Data supplied:
* * * * *

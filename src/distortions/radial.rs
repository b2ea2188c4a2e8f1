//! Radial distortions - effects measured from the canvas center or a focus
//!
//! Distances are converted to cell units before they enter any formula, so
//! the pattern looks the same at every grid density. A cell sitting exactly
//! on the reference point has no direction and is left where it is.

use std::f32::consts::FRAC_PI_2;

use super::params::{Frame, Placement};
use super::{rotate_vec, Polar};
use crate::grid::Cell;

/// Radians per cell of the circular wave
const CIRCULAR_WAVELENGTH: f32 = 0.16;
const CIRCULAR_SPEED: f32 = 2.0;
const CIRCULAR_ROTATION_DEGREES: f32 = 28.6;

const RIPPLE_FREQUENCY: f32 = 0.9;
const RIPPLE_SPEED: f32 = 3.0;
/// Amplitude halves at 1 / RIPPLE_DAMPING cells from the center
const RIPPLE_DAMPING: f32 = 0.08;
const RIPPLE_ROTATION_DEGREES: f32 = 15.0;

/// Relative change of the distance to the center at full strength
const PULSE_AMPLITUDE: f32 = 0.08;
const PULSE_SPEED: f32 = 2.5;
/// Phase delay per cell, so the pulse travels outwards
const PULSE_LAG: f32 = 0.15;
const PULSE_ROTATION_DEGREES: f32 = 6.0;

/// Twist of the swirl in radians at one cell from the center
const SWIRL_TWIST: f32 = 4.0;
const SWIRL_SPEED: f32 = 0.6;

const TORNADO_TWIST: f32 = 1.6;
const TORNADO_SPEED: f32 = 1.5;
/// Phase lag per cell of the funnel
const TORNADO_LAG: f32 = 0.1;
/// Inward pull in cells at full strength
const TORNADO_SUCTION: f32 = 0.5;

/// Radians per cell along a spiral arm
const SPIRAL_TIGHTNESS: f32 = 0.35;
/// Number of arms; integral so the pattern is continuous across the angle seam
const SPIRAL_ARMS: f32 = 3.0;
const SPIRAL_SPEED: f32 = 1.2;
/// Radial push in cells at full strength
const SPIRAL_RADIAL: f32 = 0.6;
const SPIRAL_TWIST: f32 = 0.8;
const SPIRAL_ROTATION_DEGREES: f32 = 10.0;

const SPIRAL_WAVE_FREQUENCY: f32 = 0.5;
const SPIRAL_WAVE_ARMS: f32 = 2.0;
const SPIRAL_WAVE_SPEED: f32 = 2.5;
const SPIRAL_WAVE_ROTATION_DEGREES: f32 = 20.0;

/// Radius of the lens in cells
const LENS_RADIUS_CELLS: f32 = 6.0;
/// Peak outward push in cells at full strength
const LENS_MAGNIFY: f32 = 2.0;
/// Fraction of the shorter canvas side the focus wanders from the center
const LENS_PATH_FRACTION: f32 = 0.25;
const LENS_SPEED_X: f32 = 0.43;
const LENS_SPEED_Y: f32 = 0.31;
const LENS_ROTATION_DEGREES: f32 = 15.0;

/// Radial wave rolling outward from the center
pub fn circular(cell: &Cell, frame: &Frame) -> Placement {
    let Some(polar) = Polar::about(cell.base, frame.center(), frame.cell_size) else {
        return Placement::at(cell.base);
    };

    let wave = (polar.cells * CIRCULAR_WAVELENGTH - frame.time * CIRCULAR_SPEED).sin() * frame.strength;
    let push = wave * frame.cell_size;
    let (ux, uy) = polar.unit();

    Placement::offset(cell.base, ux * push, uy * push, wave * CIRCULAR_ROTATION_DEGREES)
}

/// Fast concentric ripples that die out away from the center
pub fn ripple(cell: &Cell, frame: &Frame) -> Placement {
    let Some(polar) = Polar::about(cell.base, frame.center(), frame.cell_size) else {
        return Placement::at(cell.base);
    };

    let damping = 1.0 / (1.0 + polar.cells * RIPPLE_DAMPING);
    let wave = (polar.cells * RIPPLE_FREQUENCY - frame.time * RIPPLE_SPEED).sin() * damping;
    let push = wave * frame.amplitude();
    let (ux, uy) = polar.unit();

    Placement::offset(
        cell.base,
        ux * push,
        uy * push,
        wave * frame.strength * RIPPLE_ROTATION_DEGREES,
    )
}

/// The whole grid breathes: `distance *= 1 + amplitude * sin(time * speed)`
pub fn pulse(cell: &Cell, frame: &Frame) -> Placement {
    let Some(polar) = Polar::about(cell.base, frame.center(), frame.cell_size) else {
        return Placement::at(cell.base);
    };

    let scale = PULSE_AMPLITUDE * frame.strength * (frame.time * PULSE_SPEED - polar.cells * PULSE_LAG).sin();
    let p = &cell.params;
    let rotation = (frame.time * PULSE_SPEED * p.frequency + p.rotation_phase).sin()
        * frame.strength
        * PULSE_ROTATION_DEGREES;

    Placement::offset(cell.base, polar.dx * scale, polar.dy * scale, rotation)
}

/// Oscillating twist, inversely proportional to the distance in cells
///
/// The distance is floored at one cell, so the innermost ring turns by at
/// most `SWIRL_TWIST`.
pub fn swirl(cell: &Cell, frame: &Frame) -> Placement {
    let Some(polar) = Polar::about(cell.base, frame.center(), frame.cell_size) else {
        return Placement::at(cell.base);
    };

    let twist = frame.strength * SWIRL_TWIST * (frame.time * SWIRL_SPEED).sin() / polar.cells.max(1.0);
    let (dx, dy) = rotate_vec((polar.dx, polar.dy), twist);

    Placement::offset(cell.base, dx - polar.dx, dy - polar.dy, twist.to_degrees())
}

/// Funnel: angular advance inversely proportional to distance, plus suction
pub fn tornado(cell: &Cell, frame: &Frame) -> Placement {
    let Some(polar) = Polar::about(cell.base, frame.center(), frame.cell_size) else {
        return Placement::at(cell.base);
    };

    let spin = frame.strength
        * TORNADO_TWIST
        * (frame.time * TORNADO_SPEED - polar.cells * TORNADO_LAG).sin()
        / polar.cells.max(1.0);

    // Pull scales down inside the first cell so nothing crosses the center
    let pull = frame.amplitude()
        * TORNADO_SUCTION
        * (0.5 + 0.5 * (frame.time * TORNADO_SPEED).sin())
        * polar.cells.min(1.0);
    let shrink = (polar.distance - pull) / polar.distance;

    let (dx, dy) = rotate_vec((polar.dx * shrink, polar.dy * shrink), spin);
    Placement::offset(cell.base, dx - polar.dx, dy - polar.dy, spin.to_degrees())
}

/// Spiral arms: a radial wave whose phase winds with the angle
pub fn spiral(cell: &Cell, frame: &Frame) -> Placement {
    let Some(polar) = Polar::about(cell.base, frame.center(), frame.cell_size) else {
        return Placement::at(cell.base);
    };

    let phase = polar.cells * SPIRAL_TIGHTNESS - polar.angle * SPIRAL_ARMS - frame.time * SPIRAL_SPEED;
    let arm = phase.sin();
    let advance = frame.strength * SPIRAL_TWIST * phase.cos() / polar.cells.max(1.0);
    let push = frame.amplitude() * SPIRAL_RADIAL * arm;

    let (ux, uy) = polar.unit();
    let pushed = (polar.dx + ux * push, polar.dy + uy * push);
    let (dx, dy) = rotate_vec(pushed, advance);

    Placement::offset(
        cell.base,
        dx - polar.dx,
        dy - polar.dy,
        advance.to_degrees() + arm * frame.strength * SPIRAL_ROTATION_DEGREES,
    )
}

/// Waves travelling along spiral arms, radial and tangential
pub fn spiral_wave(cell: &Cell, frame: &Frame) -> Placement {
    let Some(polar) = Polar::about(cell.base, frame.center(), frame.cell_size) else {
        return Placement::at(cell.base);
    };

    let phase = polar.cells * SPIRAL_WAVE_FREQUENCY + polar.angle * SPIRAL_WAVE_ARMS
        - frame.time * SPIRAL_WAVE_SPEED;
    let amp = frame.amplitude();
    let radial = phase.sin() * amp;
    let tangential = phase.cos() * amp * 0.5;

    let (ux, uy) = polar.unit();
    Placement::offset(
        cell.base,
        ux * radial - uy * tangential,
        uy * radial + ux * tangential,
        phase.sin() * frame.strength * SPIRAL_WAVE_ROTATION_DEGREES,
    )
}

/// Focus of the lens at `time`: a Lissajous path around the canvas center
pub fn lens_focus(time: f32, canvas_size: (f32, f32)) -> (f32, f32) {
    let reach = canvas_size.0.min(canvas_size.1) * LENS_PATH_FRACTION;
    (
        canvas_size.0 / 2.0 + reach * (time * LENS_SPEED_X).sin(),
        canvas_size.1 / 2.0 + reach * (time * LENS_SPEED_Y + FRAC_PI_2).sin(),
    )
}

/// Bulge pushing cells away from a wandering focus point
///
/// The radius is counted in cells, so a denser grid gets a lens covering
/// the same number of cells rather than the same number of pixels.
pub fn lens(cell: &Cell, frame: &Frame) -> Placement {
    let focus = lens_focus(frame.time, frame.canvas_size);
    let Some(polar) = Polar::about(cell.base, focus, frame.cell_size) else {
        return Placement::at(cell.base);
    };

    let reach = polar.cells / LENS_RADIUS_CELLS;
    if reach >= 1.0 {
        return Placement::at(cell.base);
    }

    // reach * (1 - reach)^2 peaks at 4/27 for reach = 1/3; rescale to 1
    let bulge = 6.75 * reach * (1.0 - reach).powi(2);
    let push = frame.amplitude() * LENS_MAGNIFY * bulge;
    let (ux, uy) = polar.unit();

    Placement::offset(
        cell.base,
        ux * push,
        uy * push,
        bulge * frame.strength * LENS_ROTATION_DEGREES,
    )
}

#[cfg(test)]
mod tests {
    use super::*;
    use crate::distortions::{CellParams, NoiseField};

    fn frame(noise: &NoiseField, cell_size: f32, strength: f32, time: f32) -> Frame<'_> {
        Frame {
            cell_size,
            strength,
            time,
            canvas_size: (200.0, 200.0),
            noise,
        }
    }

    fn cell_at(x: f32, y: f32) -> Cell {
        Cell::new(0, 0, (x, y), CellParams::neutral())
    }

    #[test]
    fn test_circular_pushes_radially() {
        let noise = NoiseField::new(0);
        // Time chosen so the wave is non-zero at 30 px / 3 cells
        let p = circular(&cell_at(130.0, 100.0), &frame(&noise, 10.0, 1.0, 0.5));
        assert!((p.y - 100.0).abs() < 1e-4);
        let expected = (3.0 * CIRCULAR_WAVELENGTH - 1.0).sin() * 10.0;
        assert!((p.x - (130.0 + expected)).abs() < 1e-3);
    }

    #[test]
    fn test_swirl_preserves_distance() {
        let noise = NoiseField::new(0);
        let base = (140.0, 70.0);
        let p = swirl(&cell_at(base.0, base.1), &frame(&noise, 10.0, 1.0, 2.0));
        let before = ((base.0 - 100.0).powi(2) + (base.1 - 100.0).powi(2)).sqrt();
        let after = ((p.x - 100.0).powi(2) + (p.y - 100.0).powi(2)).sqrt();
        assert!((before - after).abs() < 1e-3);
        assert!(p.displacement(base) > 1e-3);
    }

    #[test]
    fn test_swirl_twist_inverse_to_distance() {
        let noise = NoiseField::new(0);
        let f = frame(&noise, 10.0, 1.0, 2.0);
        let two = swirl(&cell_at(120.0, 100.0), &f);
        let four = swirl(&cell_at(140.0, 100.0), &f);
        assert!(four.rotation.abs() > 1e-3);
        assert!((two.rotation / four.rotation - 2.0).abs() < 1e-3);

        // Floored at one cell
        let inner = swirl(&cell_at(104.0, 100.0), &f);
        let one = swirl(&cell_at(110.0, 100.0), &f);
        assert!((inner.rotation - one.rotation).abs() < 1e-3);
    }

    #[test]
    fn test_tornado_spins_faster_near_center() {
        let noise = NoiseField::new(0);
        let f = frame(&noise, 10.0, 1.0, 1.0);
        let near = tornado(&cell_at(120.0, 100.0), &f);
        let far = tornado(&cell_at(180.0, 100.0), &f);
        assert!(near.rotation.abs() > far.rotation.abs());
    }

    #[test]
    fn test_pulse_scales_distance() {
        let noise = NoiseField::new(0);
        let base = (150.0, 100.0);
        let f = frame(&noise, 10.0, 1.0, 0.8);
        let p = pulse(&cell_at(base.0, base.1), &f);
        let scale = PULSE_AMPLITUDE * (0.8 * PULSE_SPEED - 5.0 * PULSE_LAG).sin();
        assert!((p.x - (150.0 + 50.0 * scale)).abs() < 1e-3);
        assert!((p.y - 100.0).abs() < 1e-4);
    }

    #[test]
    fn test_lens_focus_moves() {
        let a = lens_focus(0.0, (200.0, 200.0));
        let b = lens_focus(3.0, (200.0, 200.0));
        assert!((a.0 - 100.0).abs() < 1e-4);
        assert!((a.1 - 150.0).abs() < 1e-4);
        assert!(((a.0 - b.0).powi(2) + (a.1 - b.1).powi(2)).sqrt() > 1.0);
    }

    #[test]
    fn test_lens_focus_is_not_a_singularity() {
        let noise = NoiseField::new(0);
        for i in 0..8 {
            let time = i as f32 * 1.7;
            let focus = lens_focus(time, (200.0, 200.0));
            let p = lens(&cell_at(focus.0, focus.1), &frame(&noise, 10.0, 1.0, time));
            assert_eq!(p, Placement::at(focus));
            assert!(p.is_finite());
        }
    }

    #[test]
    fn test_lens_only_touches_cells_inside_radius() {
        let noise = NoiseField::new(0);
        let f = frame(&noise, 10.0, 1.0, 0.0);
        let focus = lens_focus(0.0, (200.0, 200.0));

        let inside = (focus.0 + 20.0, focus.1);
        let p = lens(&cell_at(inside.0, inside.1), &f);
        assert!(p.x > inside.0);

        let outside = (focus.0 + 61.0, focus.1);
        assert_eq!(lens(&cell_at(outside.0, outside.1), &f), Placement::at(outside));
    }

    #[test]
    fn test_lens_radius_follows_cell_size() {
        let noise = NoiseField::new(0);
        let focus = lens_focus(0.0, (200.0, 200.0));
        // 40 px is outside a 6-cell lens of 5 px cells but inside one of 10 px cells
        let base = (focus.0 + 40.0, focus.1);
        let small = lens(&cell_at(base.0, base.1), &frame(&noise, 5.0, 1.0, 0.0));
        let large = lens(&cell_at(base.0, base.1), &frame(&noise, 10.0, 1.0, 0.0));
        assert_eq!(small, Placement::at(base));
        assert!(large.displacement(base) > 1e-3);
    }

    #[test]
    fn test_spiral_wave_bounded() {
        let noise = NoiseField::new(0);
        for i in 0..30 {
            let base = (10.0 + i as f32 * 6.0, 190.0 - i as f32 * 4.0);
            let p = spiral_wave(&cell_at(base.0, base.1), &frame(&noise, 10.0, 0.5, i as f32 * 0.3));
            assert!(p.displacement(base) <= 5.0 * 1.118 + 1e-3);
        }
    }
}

* * * * *

Task statement: Give back the entries above exactly as they are, from their first line through the line that contains "const TORNADO_SPEED: f32 = 1.5;", both included, with nothing else.

Exercise output:
filename src/distortions/radial.rs
repository b2ea2188c4a2e8f1
//! Radial distortions - effects measured from the canvas center or a focus
//!
//! Distances are converted to cell units before they enter any formula, so
//! the pattern looks the same at every grid density. A cell sitting exactly
//! on the reference point has no direction and is left where it is.

use std::f32::consts::FRAC_PI_2;

use super::params::{Frame, Placement};
use super::{rotate_vec, Polar};
use crate::grid::Cell;

/// Radians per cell of the circular wave
const CIRCULAR_WAVELENGTH: f32 = 0.16;
const CIRCULAR_SPEED: f32 = 2.0;
const CIRCULAR_ROTATION_DEGREES: f32 = 28.6;

const RIPPLE_FREQUENCY: f32 = 0.9;
const RIPPLE_SPEED: f32 = 3.0;
/// Amplitude halves at 1 / RIPPLE_DAMPING cells from the center
const RIPPLE_DAMPING: f32 = 0.08;
const RIPPLE_ROTATION_DEGREES: f32 = 15.0;

/// Relative change of the distance to the center at full strength
const PULSE_AMPLITUDE: f32 = 0.08;
const PULSE_SPEED: f32 = 2.5;
/// Phase delay per cell, so the pulse travels outwards
const PULSE_LAG: f32 = 0.15;
const PULSE_ROTATION_DEGREES: f32 = 6.0;

/// Twist of the swirl in radians at one cell from the center
const SWIRL_TWIST: f32 = 4.0;
const SWIRL_SPEED: f32 = 0.6;

const TORNADO_TWIST: f32 = 1.6;
const TORNADO_SPEED: f32 = 1.5;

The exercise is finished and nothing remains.